Lipscomb University Sustainability News
"Big Men" Kicks off Fall 2014 Documentary Series
The documentary film "Big Men" was a hit on campus last night, September 10th, with a crowd of nearly 150 people on hand at Shamblin Theatre. The movie provided a balanced view point of the complex relationships of poverty and power in the high-stakes world of African oil deals. The film’s central story follows a small group of American explorers at Dallas-based oil company Kosmos Energy. Between 2007 and 2011, with unprecedented, independent access, Big Men’s two-person crew filmed inside the oil company as Kosmos and its partners discovered and developed the first commercial oil field in Ghana’s history. Simultaneously, the crew filmed in the swamps of Nigeria’s Niger Delta, following the exploits of a militant gang to reveal another side of the economy of oil: people trying to profit in any way possible, because they’ve given up on waiting for the money to trickle down. "So," the filmmakers asked, "what happens when a group of hungry people discover a massive and exquisitely rare pot of gold in one of the poorest places on earth?" The panel discussion afterwards resulted in a discussion of how faith, energy, economics, social justice, social needs of developing countries, and environmental issues provide us as individuals and our generation with the challenge of a just and sustainable response.
Green Team Does Creek Restoration
The students on the Green Team -- a club that is open to Lipscomb Academy K - 2nd graders that are interested in learning about environmental subjects and recycling -- tested the dissolved oxygen level in the creek that runs through Lipscomb Elementary campus in early September as part of their hands-on Sustainability education. With the help of Ginger Reasonover, they are trying to determine why the creek has no living things in the creek, by measuring the depth and oxygen levels of the creek in 10 different places. The Green Team is in the primary division of the NEED project, and is a great opportunity for the younger members of ISP's wider community to get involved with Sustainability.
Lipscomb Institute for Sustainable Practice announces new Dean, Academic Director
Steve Joiner has been appointed the new Dean of the Institutes at Lipscomb. Previously, the Institutes functioned as stand alone entities within the University. The new organizational structure, which will bring the Institutes together under the leadership of an Academic Dean and the Provost, creates the opportunity for the Institutes of Civic Leadership; Conflict Management; Law, Justice and Society; and Sustainable Practice to leverage resources, increase community impact, elevate academic rigor and encourage joint academic offerings among the Institutes.
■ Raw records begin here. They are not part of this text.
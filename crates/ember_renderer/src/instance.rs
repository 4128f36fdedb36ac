//! Instancing wrappers that move a child object without copying its geometry.
//!
//! Rays are carried into the child's local space, intersected there, and the
//! resulting hit is carried back into world space.

use crate::hittable::{HitRecord, Hittable};
use ember_math::{Aabb, Interval, Ray, RotationY, Vec3};
use rand::RngCore;

/// A child object displaced by a fixed offset.
pub struct Translate {
    object: Box<dyn Hittable>,
    offset: Vec3,
    bbox: Aabb,
}

impl Translate {
    pub fn new(object: Box<dyn Hittable>, offset: Vec3) -> Self {
        let bbox = object.bounding_box().translate(offset);
        Self {
            object,
            offset,
            bbox,
        }
    }
}

impl Hittable for Translate {
    fn hit<'a>(&'a self, ray: &Ray, ray_t: Interval, rng: &mut dyn RngCore) -> Option<HitRecord<'a>> {
        let local_ray = Ray::new(ray.origin - self.offset, ray.direction, ray.time);

        let mut rec = self.object.hit(&local_ray, ray_t, rng)?;
        rec.p += self.offset;
        Some(rec)
    }

    fn bounding_box(&self) -> Aabb {
        self.bbox
    }
}

/// A child object rotated about the world Y axis.
pub struct RotateY {
    object: Box<dyn Hittable>,
    rotation: RotationY,
    bbox: Aabb,
}

impl RotateY {
    /// Rotate `object` by `degrees` about +Y.
    pub fn new(object: Box<dyn Hittable>, degrees: f32) -> Self {
        let rotation = RotationY::from_degrees(degrees);
        let child_bbox = object.bounding_box();
        let bbox = if child_bbox == Aabb::EMPTY {
            Aabb::EMPTY
        } else {
            rotation.transform_aabb(&child_bbox)
        };

        Self {
            object,
            rotation,
            bbox,
        }
    }
}

impl Hittable for RotateY {
    fn hit<'a>(&'a self, ray: &Ray, ray_t: Interval, rng: &mut dyn RngCore) -> Option<HitRecord<'a>> {
        let local_ray = Ray::new(
            self.rotation.inverse_rotate(ray.origin),
            self.rotation.inverse_rotate(ray.direction),
            ray.time,
        );

        let mut rec = self.object.hit(&local_ray, ray_t, rng)?;
        // The rotation is rigid, so the face orientation found locally still holds
        rec.p = self.rotation.rotate(rec.p);
        rec.normal = self.rotation.rotate(rec.normal);
        Some(rec)
    }

    fn bounding_box(&self) -> Aabb {
        self.bbox
    }
}
//! Gradient (Perlin) noise with turbulence.

use ember_math::sampling::random_on_sphere;
use ember_math::Vec3;
use rand::seq::SliceRandom;
use rand::RngCore;

const POINT_COUNT: usize = 256;

/// Default number of octaves summed by [`Perlin::turb`].
pub const DEFAULT_TURBULENCE_DEPTH: u32 = 7;

/// Lattice noise generator: random unit gradients hashed through three
/// permutation tables.
#[derive(Clone)]
pub struct Perlin {
    gradients: Vec<Vec3>,
    perm_x: Vec<usize>,
    perm_y: Vec<usize>,
    perm_z: Vec<usize>,
}

impl Perlin {
    pub fn new(rng: &mut dyn RngCore) -> Self {
        let gradients = (0..POINT_COUNT).map(|_| random_on_sphere(rng)).collect();
        Self {
            gradients,
            perm_x: generate_perm(rng),
            perm_y: generate_perm(rng),
            perm_z: generate_perm(rng),
        }
    }

    /// Smoothly interpolated noise in roughly [-1, 1].
    pub fn noise(&self, p: Vec3) -> f32 {
        let floor = p.floor();
        let frac = p - floor;
        let (i, j, k) = (floor.x as i32, floor.y as i32, floor.z as i32);

        let mut c = [[[Vec3::ZERO; 2]; 2]; 2];
        for (di, plane) in c.iter_mut().enumerate() {
            for (dj, row) in plane.iter_mut().enumerate() {
                for (dk, cell) in row.iter_mut().enumerate() {
                    let hash = self.perm_x[wrap(i + di as i32)]
                        ^ self.perm_y[wrap(j + dj as i32)]
                        ^ self.perm_z[wrap(k + dk as i32)];
                    *cell = self.gradients[hash];
                }
            }
        }

        interpolate(&c, frac)
    }

    /// Sum of `depth` octaves of noise, each at double the frequency and
    /// half the weight of the previous one. Always non-negative.
    pub fn turb(&self, p: Vec3, depth: u32) -> f32 {
        let mut accum = 0.0;
        let mut temp_p = p;
        let mut weight = 1.0;

        for _ in 0..depth {
            accum += weight * self.noise(temp_p);
            weight *= 0.5;
            temp_p *= 2.0;
        }

        accum.abs()
    }
}

impl std::fmt::Debug for Perlin {
    fn fmt(&self, f: &mut std::fmt::Formatter<'_>) -> std::fmt::Result {
        f.debug_struct("Perlin").finish_non_exhaustive()
    }
}

#[inline]
fn wrap(i: i32) -> usize {
    (i & (POINT_COUNT as i32 - 1)) as usize
}

fn generate_perm(rng: &mut dyn RngCore) -> Vec<usize> {
    let mut perm: Vec<usize> = (0..POINT_COUNT).collect();
    perm.shuffle(rng);
    perm
}

/// Trilinear blend of the corner gradients with Hermite smoothing.
fn interpolate(c: &[[[Vec3; 2]; 2]; 2], frac: Vec3) -> f32 {
    let smooth = frac * frac * (Vec3::splat(3.0) - 2.0 * frac);
    let mut accum = 0.0;

    for (i, plane) in c.iter().enumerate() {
        for (j, row) in plane.iter().enumerate() {
            for (k, gradient) in row.iter().enumerate() {
                let corner = Vec3::new(i as f32, j as f32, k as f32);
                let weight_v = frac - corner;
                let blend = (corner * smooth + (Vec3::ONE - corner) * (Vec3::ONE - smooth))
                    .to_array()
                    .iter()
                    .product::<f32>();
                accum += blend * gradient.dot(weight_v);
            }
        }
    }

    accum
}

#[cfg(test)]
mod tests {
    use super::*;
    use rand::rngs::StdRng;
    use rand::SeedableRng;

    #[test]
    fn test_noise_zero_on_lattice() {
        let mut rng = StdRng::seed_from_u64(1);
        let perlin = Perlin::new(&mut rng);

        // Gradient noise vanishes at integer points
        for p in [Vec3::ZERO, Vec3::new(3.0, -2.0, 7.0), Vec3::new(-5.0, 1.0, 0.0)] {
            assert!(perlin.noise(p).abs() < 1e-6);
        }
    }

    #[test]
    fn test_noise_bounded_and_continuous() {
        let mut rng = StdRng::seed_from_u64(2);
        let perlin = Perlin::new(&mut rng);

        for i in 0..500 {
            let p = Vec3::new(i as f32 * 0.137, i as f32 * -0.071, i as f32 * 0.029);
            let n = perlin.noise(p);
            assert!(n.abs() <= 1.5, "noise out of range: {}", n);

            let nearby = perlin.noise(p + Vec3::splat(1e-3));
            assert!((n - nearby).abs() < 0.05);
        }
    }

    #[test]
    fn test_turb_non_negative() {
        let mut rng = StdRng::seed_from_u64(3);
        let perlin = Perlin::new(&mut rng);

        for i in 0..200 {
            let p = Vec3::new(i as f32 * 0.31, 1.7, i as f32 * -0.13);
            assert!(perlin.turb(p, DEFAULT_TURBULENCE_DEPTH) >= 0.0);
        }
        assert_eq!(perlin.turb(Vec3::new(0.3, 0.4, 0.5), 0), 0.0);
    }

    #[test]
    fn test_same_seed_same_noise() {
        let a = Perlin::new(&mut StdRng::seed_from_u64(9));
        let b = Perlin::new(&mut StdRng::seed_from_u64(9));
        let p = Vec3::new(1.25, -0.5, 3.75);
        assert_eq!(a.noise(p), b.noise(p));
    }

    #[test]
    fn test_permutations_are_permutations() {
        let perlin = Perlin::new(&mut StdRng::seed_from_u64(4));
        let mut sorted = perlin.perm_x.clone();
        sorted.sort_unstable();
        assert_eq!(sorted, (0..POINT_COUNT).collect::<Vec<_>>());
    }
}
In addition, Emily Stutzman Jones has been named the new Academic Director for the ISP. Jones, who is completing her PhD in forestry at Auburn University after receiving a master’s degree in environmental sociology, will join the Institute in the coming months. She combines an excellent academic education with a passion for sustainable practice that is second to none, and is committed to continuing to build an academic program based on an interdisciplinary approach to science, societal demands and practice, which is required in this emerging field.
Galbreath to present at Association for the Advancement of Sustainability in Higher Education
Dodd Galbreath, executive director of Lipscomb’s Institute for Sustainable Practice, will make two presentations at the Association for the Advancement of Sustainability in Higher Education conference to be held in Nashville’s Music City Center in October. Galbreath’s panel discussion, “Want to be a Sustainability Professional? Lessons from Recent Graduate Sustainability Program Alumni and Experienced Professional Pioneers,” will showcase three of the institute’s adjunct professors and one such professor who led the green certification process of Nashville’s new downtown convention center, the Music City Center. Galbreath’s second presentation, a case study titled “Planning for Adaptation and Sustainability in Nashville: The NashvilleNext 25 Year Plan,” will draw from the background report he recently co-authored for the Metropolitan Nashville 25-year planning process.
Professors, graduates called on to help frame Nashville's future in city's NashvilleNext
As the city of Nashville begins a historic process of planning for the next 25 years, it has come to several Lipscomb University professors and graduates to help in the community engagement process guiding the city’s long-term planning for 2040. College of Education Dean Candice McQueen and Institute for Sustainable Practice Executive Director Dodd Galbreath were called upon to write background reports on their respective expertise areas, and Colby Sledge and Stephanie McCullough, graduates of the Nelson and Sue Andrews Institute for Civic Leadership, are involved in the community engagement portions of the initiative.